## WHAT IS BEING ASKED
A word-for-word printout of the listing below is needed.

## DATA FOR THE TASK
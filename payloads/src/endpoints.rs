//! Where each admin resource lives on the backend and how its payload is
//! shaped.

/// Shape of a paginated list endpoint: the collection is read from
/// `data.<collection>` and the totals from `data.<pagination>`.
#[derive(Debug, Clone, Copy, PartialEq, Eq)]
pub struct ListEndpoint {
    pub path: &'static str,
    pub collection: &'static str,
    pub pagination: &'static str,
}

/// Shape of a fetch-by-id endpoint. The id is appended as the last path
/// segment; `projection` selects a field inside `data` when the entity is
/// nested.
#[derive(Debug, Clone, Copy, PartialEq, Eq)]
pub struct DetailEndpoint {
    pub path: &'static str,
    pub projection: Option<&'static str>,
}

impl DetailEndpoint {
    pub fn path_for(&self, id: &impl std::fmt::Display) -> String {
        format!("{}/{id}", self.path)
    }
}

pub const USERS: ListEndpoint = ListEndpoint {
    path: "admin/users",
    collection: "users",
    pagination: "pagination",
};

pub const ORDERS: ListEndpoint = ListEndpoint {
    path: "admin/orders",
    collection: "orders",
    pagination: "pagination",
};

pub const REPORTS: ListEndpoint = ListEndpoint {
    path: "admin/reports",
    collection: "reports",
    pagination: "pagination",
};

pub const NOTIFICATIONS: ListEndpoint = ListEndpoint {
    path: "admin/get-notifications",
    collection: "notifications",
    pagination: "pagination",
};

pub const VERIFICATION_REQUESTS: ListEndpoint = ListEndpoint {
    path: "admin/verification-requests",
    collection: "users",
    pagination: "pagination",
};

/// In-app purchases of featured product placements.
pub const FEATURED_PRODUCTS: ListEndpoint = ListEndpoint {
    path: "admin/iap-revenue",
    collection: "purchases",
    pagination: "pagination",
};

/// Activity overview for a single user.
pub const USER_ACTIVITY: DetailEndpoint = DetailEndpoint {
    path: "admin/users-activity",
    projection: None,
};

pub const ORDER: DetailEndpoint = DetailEndpoint {
    path: "admin/order",
    projection: None,
};

pub const REPORT: DetailEndpoint = DetailEndpoint {
    path: "admin/report",
    projection: None,
};

pub const VERIFICATION_REQUEST: DetailEndpoint = DetailEndpoint {
    path: "admin/verification-request",
    projection: Some("user"),
};

pub const DASHBOARD_STATS: &str = "admin/stats";
pub const APP_CONFIG: &str = "global/config";
pub const BLOCK_USER: &str = "admin/block-user";
pub const UNBLOCK_USER: &str = "admin/unblock-user";
pub const SEND_NOTIFICATION: &str = "admin/send-notifications";

pub fn report_status(report_id: &impl std::fmt::Display) -> String {
    format!("admin/report/{report_id}/mark-as")
}

pub fn verify_user(verification_id: &impl std::fmt::Display) -> String {
    format!("admin/verify-user/{verification_id}")
}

## PROBLEM SOLUTION
filename payloads/src/endpoints.rs
//! Where each admin resource lives on the backend and how its payload is
//! shaped.

/// Shape of a paginated list endpoint: the collection is read from
/// `data.<collection>` and the totals from `data.<pagination>`.
#[derive(Debug, Clone, Copy, PartialEq, Eq)]
pub struct ListEndpoint {
    pub path: &'static str,
    pub collection: &'static str,
    pub pagination: &'static str,
}

/// Shape of a fetch-by-id endpoint. The id is appended as the last path
/// segment; `projection` selects a field inside `data` when the entity is
/// nested.
#[derive(Debug, Clone, Copy, PartialEq, Eq)]
pub struct DetailEndpoint {
    pub path: &'static str,
    pub projection: Option<&'static str>,
}

impl DetailEndpoint {
    pub fn path_for(&self, id: &impl std::fmt::Display) -> String {
        format!("{}/{id}", self.path)
    }
}

pub const USERS: ListEndpoint = ListEndpoint {
    path: "admin/users",
    collection: "users",
    pagination: "pagination",
};

pub const ORDERS: ListEndpoint = ListEndpoint {
    path: "admin/orders",
    collection: "orders",
    pagination: "pagination",
};

pub const REPORTS: ListEndpoint = ListEndpoint {
    path: "admin/reports",
    collection: "reports",
    pagination: "pagination",
};

pub const NOTIFICATIONS: ListEndpoint = ListEndpoint {
    path: "admin/get-notifications",
    collection: "notifications",
    pagination: "pagination",
};

pub const VERIFICATION_REQUESTS: ListEndpoint = ListEndpoint {
    path: "admin/verification-requests",
    collection: "users",
    pagination: "pagination",
};

/// In-app purchases of featured product placements.
pub const FEATURED_PRODUCTS: ListEndpoint = ListEndpoint {
    path: "admin/iap-revenue",
    collection: "purchases",
    pagination: "pagination",
};

/// Activity overview for a single user.
pub const USER_ACTIVITY: DetailEndpoint = DetailEndpoint {
    path: "admin/users-activity",
    projection: None,
};

pub const ORDER: DetailEndpoint = DetailEndpoint {
    path: "admin/order",
    projection: None,
};

pub const REPORT: DetailEndpoint = DetailEndpoint {
    path: "admin/report",
    projection: None,
};

pub const VERIFICATION_REQUEST: DetailEndpoint = DetailEndpoint {
    path: "admin/verification-request",
    projection: Some("user"),
};

pub const DASHBOARD_STATS: &str = "admin/stats";
pub const APP_CONFIG: &str = "global/config";
pub const BLOCK_USER: &str = "admin/block-user";
pub const UNBLOCK_USER: &str = "admin/unblock-user";
pub const SEND_NOTIFICATION: &str = "admin/send-notifications";

pub fn report_status(report_id: &impl std::fmt::Display) -> String {
    format!("admin/report/{report_id}/mark-as")
}

pub fn verify_user(verification_id: &impl std::fmt::Display) -> String {
    format!("admin/verify-user/{verification_id}")
}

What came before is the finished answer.